use serde::{Deserialize, Serialize};

use crate::entities::{movie, user, user_movie};

#[derive(Debug, Serialize)]
pub struct UserResponse {
    pub id: i32,
    pub name: String,
    pub profile_pic_url: Option<String>,
}

impl From<user::Model> for UserResponse {
    fn from(u: user::Model) -> Self {
        Self { id: u.id, name: u.name, profile_pic_url: u.profile_pic_url }
    }
}

#[derive(Debug, Deserialize)]
pub struct NewUser {
    pub name: String,
    #[serde(default)]
    pub profile_pic_url: Option<String>,
}

#[derive(Debug, Serialize)]
pub struct FavoriteMovie {
    pub id: i32,
    pub title: String,
    pub director: Option<String>,
    pub year: Option<i32>,
    pub omdb_id: Option<String>,
    pub poster_url: Option<String>,
    pub rating: Option<f64>,
    pub watched: bool,
    pub added_on: String,
}

impl FavoriteMovie {
    pub fn from_parts(movie: movie::Model, link: user_movie::Model) -> Self {
        let added_on = jiff::Timestamp::from_second(link.added_on)
            .map(|ts| ts.to_string())
            .unwrap_or_else(|_| link.added_on.to_string());
        Self {
            id: movie.id,
            title: movie.title,
            director: movie.director,
            year: movie.year,
            omdb_id: movie.omdb_id,
            poster_url: movie.poster_url,
            rating: link.rating,
            watched: link.watched,
            added_on,
        }
    }
}

/// A batch item referencing a movie by title or by IMDb id.
#[derive(Clone, Debug, Deserialize, Serialize)]
pub struct MovieRef {
    #[serde(default, skip_serializing_if = "Option::is_none")]
    pub title: Option<String>,
    #[serde(default, skip_serializing_if = "Option::is_none")]
    pub imdb_id: Option<String>,
}

/// Batch endpoints accept a single object or a list.
#[derive(Debug, Deserialize)]
#[serde(untagged)]
pub enum MovieRefs {
    One(MovieRef),
    Many(Vec<MovieRef>),
}

impl MovieRefs {
    pub fn into_vec(self) -> Vec<MovieRef> {
        match self {
            Self::One(item) => vec![item],
            Self::Many(items) => items,
        }
    }
}

#[derive(Debug, Serialize)]
pub struct AddedMovie {
    pub movie_id: i32,
    pub imdb_id: Option<String>,
    pub title: String,
}

#[derive(Debug, Serialize)]
pub struct FailedItem {
    pub movie: MovieRef,
    pub error: String,
}

#[derive(Debug, Default, Serialize)]
pub struct AddReport {
    pub added: Vec<AddedMovie>,
    pub errors: Vec<FailedItem>,
}

#[derive(Debug, Serialize)]
pub struct RemovedMovie {
    pub movie_id: i32,
    pub title: String,
}

#[derive(Debug, Default, Serialize)]
pub struct RemoveReport {
    pub removed: Vec<RemovedMovie>,
    pub errors: Vec<FailedItem>,
}
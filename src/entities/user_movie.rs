use sea_orm::entity::prelude::*;

#[derive(Clone, Debug, PartialEq, DeriveEntityModel)]
#[sea_orm(table_name = "user_movies")]
pub struct Model {
    #[sea_orm(primary_key, auto_increment = false)]
    pub user_id: i32,
    #[sea_orm(primary_key, auto_increment = false)]
    pub movie_id: i32,
    pub rating: Option<f64>,
    pub watched: bool,
    pub added_on: i64,
}

#[derive(Copy, Clone, Debug, EnumIter, DeriveRelation)]
pub enum Relation {
    #[sea_orm(
        belongs_to = "super::user::Entity",
        from = "Column::UserId",
        to = "super::user::Column::Id",
        on_delete = "Cascade"
    )]
    User,
    #[sea_orm(
        belongs_to = "super::movie::Entity",
        from = "Column::MovieId",
        to = "super::movie::Column::Id",
        on_delete = "Cascade"
    )]
    Movie,
}

impl Related<super::user::Entity> for Entity {
    fn to() -> RelationDef {
        Relation::User.def()
    }
}

impl Related<super::movie::Entity> for Entity {
    fn to() -> RelationDef {
        Relation::Movie.def()
    }
}

impl ActiveModelBehavior for ActiveModel {}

■ **Task to carry out**: Transcribe, exactly as written, all lines of the entries above from the first to the one containing "#[serde(default)]", and no more.

■ **Response to the task**:
use serde::{Deserialize, Serialize};

use crate::entities::{movie, user, user_movie};

#[derive(Debug, Serialize)]
pub struct UserResponse {
    pub id: i32,
    pub name: String,
    pub profile_pic_url: Option<String>,
}

impl From<user::Model> for UserResponse {
    fn from(u: user::Model) -> Self {
        Self { id: u.id, name: u.name, profile_pic_url: u.profile_pic_url }
    }
}

#[derive(Debug, Deserialize)]
pub struct NewUser {
    pub name: String,
    #[serde(default)]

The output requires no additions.